Add comments to ff fitting example, + some function signatures/docstrings #2

lilyminium · 2024-08-12T05:24:20Z

Hi @trevorgokey, I was going through the 07_besmarts_fit example and making some notes for myself on what each line does / the Python object structures, as the tutorial tends to show a large portion of code at once and pull out some highlights to explain. Just to check my understanding, do you reckon the comments are accurate or have I completely misunderstood some of what's going on? I do have some questions remaining on the data structures that I'll add as comments.

In case you think the notes will be useful to anyone else, I've opened this PR just to suggest adding them in.

besmarts-core/python/examples/07_besmarts_fit.py

lilyminium · 2024-08-12T05:27:48Z

besmarts-core/python/examples/07_besmarts_fit.py


    # 2. Configure the objective tiers
    final = fits.objective_tier()
+    # set the objectives for the final tier
+    # each value is an ``objective_config``
    final.objectives = {
        0: fits.objective_config_position(


I'm not too sure what the keys final.objectives represent -- do they represent order, or do they maybe correspond with the assignments.POSITIONS index? If the latter, constructing the dict with {assignments.POSITIONS: fits.objective_config_position(... might be clearer.

The objective keys are completely arbitrary ints; they represent order. I did it more for the case of when the the objective list gets split up they maintain their "index"

I see, thank you! So is it more of an administrative/logging device to track each objective individually, or does it affect how the objective is computed? If it's just a naming thing, are integers the only keys accepted and does it expect them to be contiguous?

They have no almost no impact on how the objective is computed, other than the order they are added (FIFO; put expensive things first).
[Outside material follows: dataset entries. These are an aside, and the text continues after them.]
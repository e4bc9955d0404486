//! Set operations over inputs that can fail.
//!
//! Inputs backed by I/O or parsing usually yield `Result<T, E>`. The
//! functions here run the same merge-joins as [`crate::join`] and
//! [`crate::predicate`] over such inputs and report the first fault
//! unchanged:
//!
//! - The first `Err` pulled from either input is yielded as the next item.
//! - After that the stream ends; neither input is polled again.
//! - Elements yielded before the fault stay valid.
//!
//! # Examples
//!
//! ```rust
//! use iterset::fallible::try_union;
//!
//! let a: Vec<Result<i32, String>> = vec![Ok(1), Ok(3), Err("disk".to_string()), Ok(5)];
//! let b: Vec<Result<i32, String>> = vec![Ok(2), Ok(4)];
//!
//! let output: Vec<_> = try_union(a, b).collect();
//! assert_eq!(output, vec![Ok(1), Ok(2), Ok(3), Err("disk".to_string())]);
//! ```

use std::cell::RefCell;
use std::fmt;
use std::iter::FusedIterator;
use std::rc::Rc;

use crate::join::{Difference, Intersection, Merge, MergeJoin, SymmetricDifference, Union};
use crate::key::{ByKey, Identity, KeyFn};
use crate::predicate::includes_with;
use crate::trace::trace_event;

/// The first fault seen by either input of one operation.
type FaultSlot<E> = Rc<RefCell<Option<E>>>;

/// Unwraps `Ok` items of a fallible input, parking the first `Err`.
///
/// Ends at the first `Err`, or as soon as any input sharing the same slot
/// has faulted.
pub struct Faults<I, E> {
    source: I,
    slot: FaultSlot<E>,
}

impl<I, T, E> Iterator for Faults<I, E>
where
    I: Iterator<Item = Result<T, E>>,
{
    type Item = T;

    fn next(&mut self) -> Option<T> {
        if self.slot.borrow().is_some() {
            return None;
        }
        match self.source.next()? {
            Ok(element) => Some(element),
            Err(error) => {
                *self.slot.borrow_mut() = Some(error);
                None
            }
        }
    }

    fn size_hint(&self) -> (usize, Option<usize>) {
        if self.slot.borrow().is_some() {
            (0, Some(0))
        } else {
            (0, self.source.size_hint().1)
        }
    }
}

impl<I: fmt::Debug, E> fmt::Debug for Faults<I, E> {
    fn fmt(&self, formatter: &mut fmt::Formatter<'_>) -> fmt::Result {
        formatter
            .debug_struct("Faults")
            .field("source", &self.source)
            .field("faulted", &self.slot.borrow().is_some())
            .finish()
    }
}

/// Yields `Ok` elements of an inner join until an input faults, then that fault.
pub struct TryJoin<J, E> {
    inner: J,
    slot: FaultSlot<E>,
    finished: bool,
}

impl<J, E> Iterator for TryJoin<J, E>
where
    J: Iterator,
{
    type Item = Result<J::Item, E>;

    fn next(&mut self) -> Option<Self::Item> {
        if self.finished {
            return None;
        }
        let element = self.inner.next();
        if let Some(error) = self.slot.borrow_mut().take() {
            trace_event!("input fault ended sorted join");
            self.finished = true;
            return Some(Err(error));
        }
        if element.is_none() {
            self.finished = true;
        }
        element.map(Ok)
    }

    fn size_hint(&self) -> (usize, Option<usize>) {
        if self.finished {
            return (0, Some(0));
        }
        // A fault can replace any element and adds at most one item.
        let (_, upper) = self.inner.size_hint();
        (0, upper.and_then(|upper| upper.checked_add(1)))
    }
}

impl<J, E> FusedIterator for TryJoin<J, E> where J: Iterator {}

impl<J: fmt::Debug, E> fmt::Debug for TryJoin<J, E> {
    fn fmt(&self, formatter: &mut fmt::Formatter<'_>) -> fmt::Result {
        formatter
            .debug_struct("TryJoin")
            .field("inner", &self.inner)
            .field("finished", &self.finished)
            .finish()
    }
}

/// Wraps both inputs so they share one fault slot.
fn split<A, B, T, E>(a: A, b: B) -> (Faults<A::IntoIter, E>, Faults<B::IntoIter, E>, FaultSlot<E>)
where
    A: IntoIterator<Item = Result<T, E>>,
    B: IntoIterator<Item = Result<T, E>>,
{
    let slot: FaultSlot<E> = Rc::new(RefCell::new(None));
    let left = Faults {
        source: a.into_iter(),
        slot: Rc::clone(&slot),
    };
    let right = Faults {
        source: b.into_iter(),
        slot: Rc::clone(&slot),
    };
    (left, right, slot)
}

/// Runs the join policy `P` over two fallible inputs ordered by `key`.
///
/// # Examples
///
/// ```rust
/// use iterset::fallible::try_join;
/// use iterset::join::policy;
/// use iterset::key::Identity;
///
/// let a: Vec<Result<i32, ()>> = vec![Ok(1), Ok(2)];
/// let b: Vec<Result<i32, ()>> = vec![Ok(2)];
/// let common: Vec<_> = try_join::<_, _, _, _, _, policy::Intersection>(a, b, Identity).collect();
/// assert_eq!(common, vec![Ok(2)]);
/// ```
pub fn try_join<A, B, T, E, F, P>(
    a: A,
    b: B,
    key: F,
) -> TryJoin<MergeJoin<Faults<A::IntoIter, E>, Faults<B::IntoIter, E>, F, P>, E>
where
    A: IntoIterator<Item = Result<T, E>>,
    B: IntoIterator<Item = Result<T, E>>,
    F: KeyFn<T>,
    P: crate::join::policy::JoinPolicy,
{
    let (left, right, slot) = split(a, b);
    TryJoin {
        inner: MergeJoin::new(left, right, key),
        slot,
        finished: false,
    }
}

/// Defines `try_` forms of a join and its `_by_key` companion.
macro_rules! try_sorted_join {
    ($name:ident => $output:ident) => {
        paste::paste! {
            #[doc = "Like [`" $name "()`](crate::join::" $name "), over inputs that yield `Result`s."]
            ///
            /// The first `Err` from either input is yielded in place of the
            /// next element and ends the stream.
            pub fn [<try_ $name>]<A, B, T, E>(
                a: A,
                b: B,
            ) -> TryJoin<$output<Faults<A::IntoIter, E>, Faults<B::IntoIter, E>, Identity>, E>
            where
                A: IntoIterator<Item = Result<T, E>>,
                B: IntoIterator<Item = Result<T, E>>,
                T: Ord,
            {
                try_join(a, b, Identity)
            }

            #[doc = "Like [`try_" $name "()`], ordering elements by the key that `key` extracts."]
            pub fn [<try_ $name _by_key>]<A, B, T, E, K, F>(
                a: A,
                b: B,
                key: F,
            ) -> TryJoin<$output<Faults<A::IntoIter, E>, Faults<B::IntoIter, E>, ByKey<F>>, E>
            where
                A: IntoIterator<Item = Result<T, E>>,
                B: IntoIterator<Item = Result<T, E>>,
                F: FnMut(&T) -> K,
                K: Ord,
            {
                try_join(a, b, ByKey::new(key))
            }
        }
    };
}

try_sorted_join!(merge => Merge);
try_sorted_join!(union => Union);
try_sorted_join!(intersection => Intersection);
try_sorted_join!(difference => Difference);
try_sorted_join!(symmetric_difference => SymmetricDifference);

/// Like [`includes_with`], over inputs that yield `Result`s.
///
/// # Errors
///
/// Returns the first `Err` pulled from either input before the answer was
/// decided.
pub fn try_includes_with<A, B, T, E, F>(a: A, b: B, key: F) -> Result<bool, E>
where
    A: IntoIterator<Item = Result<T, E>>,
    B: IntoIterator<Item = Result<T, E>>,
    F: KeyFn<T>,
{
    let (left, right, slot) = split(a, b);
    let included = includes_with(left, right, key);
    let fault = slot.borrow_mut().take();
    fault.map_or(Ok(included), Err)
}

/// Like [`includes`](crate::predicate::includes), over inputs that yield `Result`s.
///
/// # Errors
///
/// Returns the first `Err` pulled from either input before the answer was
/// decided.
///
/// # Examples
///
/// ```rust
/// use iterset::fallible::try_includes;
///
/// let a: Vec<Result<i32, &str>> = vec![Ok(1), Ok(2), Ok(3)];
/// assert_eq!(try_includes(a.clone(), vec![Ok(2)]), Ok(true));
/// assert_eq!(try_includes(a, vec![Ok(2), Err("truncated")]), Err("truncated"));
/// ```
pub fn try_includes<A, B, T, E>(a: A, b: B) -> Result<bool, E>
where
    A: IntoIterator<Item = Result<T, E>>,
    B: IntoIterator<Item = Result<T, E>>,
    T: Ord,
{
    try_includes_with(a, b, Identity)
}

/// Like [`try_includes`], comparing the keys that `key` extracts.
///
/// # Errors
///
/// Returns the first `Err` pulled from either input before the answer was
/// decided.
pub fn try_includes_by_key<A, B, T, E, K, F>(a: A, b: B, key: F) -> Result<bool, E>
where
    A: IntoIterator<Item = Result<T, E>>,
    B: IntoIterator<Item = Result<T, E>>,
    F: FnMut(&T) -> K,
    K: Ord,
{
    try_includes_with(a, b, ByKey::new(key))
}

/// Same as `try_includes(b, a)`.
///
/// # Errors
///
/// Returns the first `Err` pulled from either input before the answer was
/// decided.
pub fn try_is_subset<A, B, T, E>(a: A, b: B) -> Result<bool, E>
where
    A: IntoIterator<Item = Result<T, E>>,
    B: IntoIterator<Item = Result<T, E>>,
    T: Ord,
{
    try_includes(b, a)
}

/// Same as `try_includes(a, b)`.
///
/// # Errors
///
/// Returns the first `Err` pulled from either input before the answer was
/// decided.
pub fn try_is_superset<A, B, T, E>(a: A, b: B) -> Result<bool, E>
where
    A: IntoIterator<Item = Result<T, E>>,
    B: IntoIterator<Item = Result<T, E>>,
    T: Ord,
{
    try_includes(a, b)
}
I haven't put much thought into the objective keys, but I've been assuming ints. Looking through the code, I think the only part that uses the objective key is when I break up the particular computation into pieces, I keep track of ownership using the key. So, I would guess anything hashable is usable as a key. For example I have this in optimizers_scipy:

tasks[(n, (i, (0,)))] = task

where n is the iteration number, i is the objective key in question, and (0,) refers to no parameter deltas (e.g. the f(x0) in the numerical derivatives. This is mostly useful for Hessians, where a molecule can have 100s of deltas to compute, and I break them into pieces and distribute them for computation. I collect the results based on the objective key (i above). That said, they shouldn't need to be continuous, just something hashable to organize computations with.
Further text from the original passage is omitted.